Sunday, August 25, 2024

FanX Flashback - Star Wars Voice Actors Panel Highlights (FanX 2023)

 


Beloved "Star Wars: The Clone Wars" voice actors James Arnold TaylorAshley Eckstein and Matt Lanter took the stage at FanX 2023, providing some fun moments for those in attendance. The panel was subject to a lot of topic restrictions, due to the ongoing SAG-AFTRA strike, which was still in full swing at that time, which, in retrospect, just wasn't a whole lot of fun. However, the actors were able to express their gratitude to the fans, and JAT even got Matt to talk about "Timeless" for a second, which we loved.

Here are a few highlights from what was, all things considered, a fun little panel from last September:

Gratitude for fans:

James Arnold Taylor: [The responsibility of being a member of the "Star Wars" franchise is] not something that we take lightly. You know, there are so many amazing, talented voice actors involved in "Star Wars," from Jim Cummings – who’s here – to Corey Burton to Dee Bradley Baker, Tom Kane, Phil Lamar, Nika Futterman, on and on and on. Ashley Eckstein, Matt Lanter…

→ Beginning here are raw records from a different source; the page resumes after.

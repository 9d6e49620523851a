//! Product-line definitions for the implant catalog-scheme engine.
//!
//! Each module authors one vendor's [`ProductDefinition`](implant_scheme::ProductDefinition)
//! as plain data - label allocation, sub-range table, calibration landmarks,
//! similar-size rules and transform parameters - and exposes a `scheme()`
//! constructor. The [`ProductRegistry`] bundles all of them behind a single
//! label lookup.
//!
//! Label integers mirror the vendor catalogs verbatim and are persisted in
//! surgical plans; they must never be renumbered.
//!
//! # Example
//!
//! ```
//! use implant_products::corail;
//! use implant_types::AnatomSide;
//!
//! let scheme = corail::scheme();
//! let config = scheme.default_configuration(AnatomSide::Right);
//! assert!(config.valid_assembly);
//! ```

#![warn(missing_docs)]
#![warn(clippy::all)]
#![warn(clippy::pedantic)]
#![cfg_attr(not(test), deny(clippy::unwrap_used, clippy::expect_used))]
// Calibration tables are data, not logic.
#![allow(clippy::too_many_lines)]
#![allow(clippy::unreadable_literal)]

pub mod actis;
pub mod amistem;
pub mod corail;
pub mod ecofit;
pub mod fit;
pub mod optimys;
mod registry;
mod support;

pub use registry::ProductRegistry;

Ashley Eckstein: James Arnold Taylor!

JAT: Catherine Taber, uh… this guy, James Arnold Taylor. We don’t hold it lightly because we are huge "Star Wars" fans, and we are blessed to be a part of this. So, we’re just thrilled to be able to have you all come up to the table and say that and tell us your stories. We just thank you for that. [Audience cheers]

AE: And we know how much it means to you because it means that much to us, so thank you, thank you, thank you for all of your support. Thank you for sticking with us. [In the voice of Ahsoka Tano:] "You’re stuck with me, Sky Guy." [Audience cheers]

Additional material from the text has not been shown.